### Aim of the task
Copy out each line of the listing below where the string "failure" appears.

### Data to examine
-=-=-=-=-
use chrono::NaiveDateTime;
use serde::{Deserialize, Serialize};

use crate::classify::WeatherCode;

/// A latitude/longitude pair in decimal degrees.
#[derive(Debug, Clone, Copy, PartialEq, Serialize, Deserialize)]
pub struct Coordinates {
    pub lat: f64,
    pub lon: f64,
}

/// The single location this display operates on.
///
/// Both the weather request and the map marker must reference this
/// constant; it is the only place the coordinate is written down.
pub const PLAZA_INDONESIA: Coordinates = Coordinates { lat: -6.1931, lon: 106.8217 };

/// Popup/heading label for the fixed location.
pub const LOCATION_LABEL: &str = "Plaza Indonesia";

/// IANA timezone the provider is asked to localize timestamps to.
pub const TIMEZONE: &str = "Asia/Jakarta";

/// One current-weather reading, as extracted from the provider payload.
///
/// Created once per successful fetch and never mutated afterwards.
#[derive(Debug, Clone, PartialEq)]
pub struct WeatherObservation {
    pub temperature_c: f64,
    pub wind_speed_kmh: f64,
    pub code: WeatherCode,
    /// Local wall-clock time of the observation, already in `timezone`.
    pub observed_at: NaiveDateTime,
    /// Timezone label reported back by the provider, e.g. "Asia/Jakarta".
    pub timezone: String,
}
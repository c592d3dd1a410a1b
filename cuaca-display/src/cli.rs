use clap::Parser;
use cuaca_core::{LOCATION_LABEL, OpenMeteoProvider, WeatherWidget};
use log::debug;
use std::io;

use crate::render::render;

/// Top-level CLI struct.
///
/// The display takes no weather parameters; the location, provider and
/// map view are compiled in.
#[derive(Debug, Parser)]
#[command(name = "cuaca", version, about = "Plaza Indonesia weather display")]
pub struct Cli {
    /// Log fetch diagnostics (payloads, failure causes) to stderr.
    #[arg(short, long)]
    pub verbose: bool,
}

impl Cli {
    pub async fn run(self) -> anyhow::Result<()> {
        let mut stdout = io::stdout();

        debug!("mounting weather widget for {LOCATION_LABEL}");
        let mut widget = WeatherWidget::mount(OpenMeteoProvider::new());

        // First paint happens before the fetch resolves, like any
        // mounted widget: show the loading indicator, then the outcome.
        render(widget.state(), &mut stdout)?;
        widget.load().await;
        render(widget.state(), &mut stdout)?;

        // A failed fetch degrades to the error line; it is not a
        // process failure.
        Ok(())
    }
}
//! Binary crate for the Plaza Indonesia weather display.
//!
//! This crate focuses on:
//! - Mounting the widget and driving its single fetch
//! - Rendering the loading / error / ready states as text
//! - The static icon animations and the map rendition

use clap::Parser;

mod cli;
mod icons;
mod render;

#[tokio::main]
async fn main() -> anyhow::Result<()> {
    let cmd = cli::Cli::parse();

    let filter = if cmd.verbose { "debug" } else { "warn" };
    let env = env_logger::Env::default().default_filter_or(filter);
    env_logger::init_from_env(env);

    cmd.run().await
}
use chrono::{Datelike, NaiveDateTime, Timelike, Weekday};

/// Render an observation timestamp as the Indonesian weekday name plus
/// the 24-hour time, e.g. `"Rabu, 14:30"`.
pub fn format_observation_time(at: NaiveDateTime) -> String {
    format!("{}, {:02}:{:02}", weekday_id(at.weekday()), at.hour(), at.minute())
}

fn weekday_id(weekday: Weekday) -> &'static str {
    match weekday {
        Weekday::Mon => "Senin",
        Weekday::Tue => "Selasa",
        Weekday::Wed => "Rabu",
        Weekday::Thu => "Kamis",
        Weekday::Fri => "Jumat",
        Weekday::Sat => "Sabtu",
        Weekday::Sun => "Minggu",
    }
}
-=-=-=-=-
### The completed task
    /// Log fetch diagnostics (payloads, failure causes) to stderr.
        // process failure.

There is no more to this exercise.